--------- Forwarded message ----------
From: "janson2997" <janson1997@...
Date: Fri, 02 Jul 2004 19:33:12 -0000
Subject: [fuelcell-energy] UK must push international clout on climate
UK must push international clout on climate change
The UK government has this week come under scrutiny for its efforts
to persuade international players to ratify the world's only treaty
to tackle climate change. The destiny of the Kyoto Protocol currently
rests on the decision of Russia, since the US - the world's largest
contributor to global warming - backtracked on its decision to
address this issue through the Protocol's mechanisms.

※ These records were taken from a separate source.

use super::memory::{ConsolidationConfig, RetrievalConfig};
use crate::error::ConfigError;
use serde::{Deserialize, Serialize};
use std::path::PathBuf;

// ── Top-level config ──────────────────────────────────────────────

#[derive(Debug, Clone, Serialize, Deserialize)]
pub struct Config {
    /// Resolved path of the loaded config file (not serialized)
    #[serde(skip)]
    pub config_path: PathBuf,
    /// Directory for scheduler state (not serialized)
    #[serde(skip)]
    pub workspace_dir: PathBuf,

    #[serde(default)]
    pub embedding: EmbeddingConfig,
    #[serde(default)]
    pub llm: LlmConfig,
    #[serde(default)]
    pub store: StoreConfig,
    #[serde(default)]
    pub retrieval: RetrievalConfig,
    #[serde(default)]
    pub consolidation: ConsolidationConfig,
    #[serde(default)]
    pub reliability: ReliabilityConfig,
}

impl Default for Config {
    fn default() -> Self {
        let home = directories::UserDirs::new().map_or_else(
            || PathBuf::from("."),
            |u| u.home_dir().to_path_buf(),
        );
        let mnemo_dir = home.join(".mnemo");

        Self {
            config_path: mnemo_dir.join("config.toml"),
            workspace_dir: mnemo_dir.join("workspace"),
            embedding: EmbeddingConfig::default(),
            llm: LlmConfig::default(),
            store: StoreConfig::default(),
            retrieval: RetrievalConfig::default(),
            consolidation: ConsolidationConfig::default(),
            reliability: ReliabilityConfig::default(),
        }
    }
}

// ── Embedding ─────────────────────────────────────────────────────

#[derive(Debug, Clone, Serialize, Deserialize)]
pub struct EmbeddingConfig {
    /// "siliconflow" | "openai" | "custom:URL" | "none"
    #[serde(default = "default_embedding_provider")]
    pub provider: String,
    #[serde(default)]
    pub api_key: Option<String>,
    /// OpenAI-compatible base URL including the version segment
    #[serde(default = "default_embedding_base_url")]
    pub base_url: String,
    #[serde(default = "default_embedding_model")]
    pub model: String,
    /// Every stored vector must have exactly this many dimensions
    #[serde(default = "default_embedding_dims")]
    pub dimensions: usize,
}

fn default_embedding_provider() -> String {
    "siliconflow".into()
}
fn default_embedding_base_url() -> String {
    "https://api.siliconflow.cn/v1".into()
}
fn default_embedding_model() -> String {
    "Qwen/Qwen3-Embedding-4B".into()
}
fn default_embedding_dims() -> usize {
    2560
}

impl Default for EmbeddingConfig {
    fn default() -> Self {
        Self {
            provider: default_embedding_provider(),
            api_key: None,
            base_url: default_embedding_base_url(),
            model: default_embedding_model(),
            dimensions: default_embedding_dims(),
        }
    }
}

// ── LLM ───────────────────────────────────────────────────────────

/// One OpenAI-compatible chat endpoint. Endpoints without an API key are
/// skipped when the fallback chain is built.
#[derive(Debug, Clone, Serialize, Deserialize)]
pub struct LlmEndpoint {
    pub name: String,
    pub base_url: String,
    #[serde(default)]
    pub api_key: Option<String>,
    pub model: String,
}

impl LlmEndpoint {
    fn new(name: &str, base_url: &str, model: &str) -> Self {
        Self {
            name: name.into(),
            base_url: base_url.into(),
            api_key: None,
            model: model.into(),
        }
    }
}

#[derive(Debug, Clone, Serialize, Deserialize)]
pub struct LlmConfig {
    /// Providers in fallback order; the first one with a key is primary
    #[serde(default = "default_llm_providers")]
    pub providers: Vec<LlmEndpoint>,
    #[serde(default = "default_temperature")]
    pub temperature: f64,
}

fn default_llm_providers() -> Vec<LlmEndpoint> {
    vec![
        LlmEndpoint::new("deepseek", "https://api.deepseek.com", "deepseek-chat"),
        LlmEndpoint::new(
            "openrouter",
            "https://openrouter.ai/api/v1",
            "deepseek/deepseek-chat",
        ),
        LlmEndpoint::new(
            "glm",
            "https://open.bigmodel.cn/api/coding/paas/v4",
            "glm-4.6v",
        ),
    ]
}
fn default_temperature() -> f64 {
    0.3
}

impl Default for LlmConfig {
    fn default() -> Self {
        Self {
            providers: default_llm_providers(),
            temperature: default_temperature(),
        }
    }
}

impl LlmConfig {
    pub fn endpoint_mut(&mut self, name: &str) -> Option<&mut LlmEndpoint> {
        self.providers.iter_mut().find(|p| p.name == name)
    }

    pub fn configured(&self) -> impl Iterator<Item = &LlmEndpoint> {
        self.providers
            .iter()
            .filter(|p| p.api_key.as_deref().is_some_and(|k| !k.is_empty()))
    }
}

// ── Vector store ──────────────────────────────────────────────────

#[derive(
    Debug, Clone, Copy, Default, PartialEq, Eq, Serialize, Deserialize, strum::Display,
)]
#[serde(rename_all = "lowercase")]
#[strum(serialize_all = "lowercase")]
pub enum StoreBackend {
    /// Process-local store; contents are lost on exit
    #[default]
    Memory,
    Milvus,
}

#[derive(Debug, Clone, Serialize, Deserialize)]
pub struct StoreConfig {
    #[serde(default)]
    pub backend: StoreBackend,
    #[serde(default)]
    pub milvus_uri: Option<String>,
    #[serde(default)]
    pub milvus_token: Option<String>,
    #[serde(default = "default_collection_name")]
    pub collection_name: String,
}

fn default_collection_name() -> String {
    "memories".into()
}

impl Default for StoreConfig {
    fn default() -> Self {
        Self {
            backend: StoreBackend::default(),
            milvus_uri: None,
            milvus_token: None,
            collection_name: default_collection_name(),
        }
    }
}

// ── Reliability ───────────────────────────────────────────────────

#[derive(Debug, Clone, Serialize, Deserialize)]
pub struct ReliabilityConfig {
    #[serde(default = "default_provider_retries")]
    pub provider_retries: u32,
    #[serde(default = "default_provider_backoff_ms")]
    pub provider_backoff_ms: u64,
}

fn default_provider_retries() -> u32 {
    2
}

fn default_provider_backoff_ms() -> u64 {
    500
}

impl Default for ReliabilityConfig {
    fn default() -> Self {
        Self {
            provider_retries: default_provider_retries(),
            provider_backoff_ms: default_provider_backoff_ms(),
        }
    }
}

// ── Validation / presentation ─────────────────────────────────────

const REDACTED: &str = "***";

impl Config {
    pub fn validate(&self) -> Result<(), ConfigError> {
        let threshold = self.consolidation.narrative_similarity_threshold;
        if !(threshold > 0.0 && threshold <= 1.0) {
            return Err(ConfigError::Validation(format!(
                "consolidation.narrative_similarity_threshold must be in (0, 1], got {threshold}"
            )));
        }

        if self.embedding.dimensions == 0 {
            return Err(ConfigError::Validation(
                "embedding.dimensions must be greater than 0".into(),
            ));
        }

        if self.consolidation.batch_size == 0 {
            return Err(ConfigError::Validation(
                "consolidation.batch_size must be greater than 0".into(),
            ));
        }

        if !(0.0..=2.0).contains(&self.llm.temperature) {
            return Err(ConfigError::Validation(
                "llm.temperature must be between 0 and 2".into(),
            ));
        }

        if self.store.backend == StoreBackend::Milvus
            && self.store.milvus_uri.as_deref().is_none_or(str::is_empty)
        {
            return Err(ConfigError::Validation(
                "store.milvus_uri is required for the milvus backend (set MILVUS_URL)".into(),
            ));
        }

        Ok(())
    }

    /// Copy of the config with every secret replaced, for display.
    pub fn redacted(&self) -> Self {
        let mut copy = self.clone();
        if copy.embedding.api_key.is_some() {
            copy.embedding.api_key = Some(REDACTED.into());
        }
        if copy.store.milvus_token.is_some() {
            copy.store.milvus_token = Some(REDACTED.into());
        }
        for endpoint in &mut copy.llm.providers {
            if endpoint.api_key.is_some() {
                endpoint.api_key = Some(REDACTED.into());
            }
        }
        copy
    }
}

"The Government must take action at the highest levels to persuade
other States, in particular, the United States and Russia, to ratify
the Kyoto Protocol and to reduce their emissions of greenhouse
gases," a House of Lords Select Committee on Science and Technology
reported this week.
Lord Mitchell, chair of the inquiry which looked at the scientific
basis of international agreements on scientific matters,
said: "Global warming can be combated only by global measures. The
Kyoto Protocol will ensure that nations begin to reduce their
greenhouse gas emissions. It gets the process up and running. But it
cannot come into force without ratification by the United States and
Russia - preferably both."
"The Government must do everything in its power to persuade both
these countries to take action," he said.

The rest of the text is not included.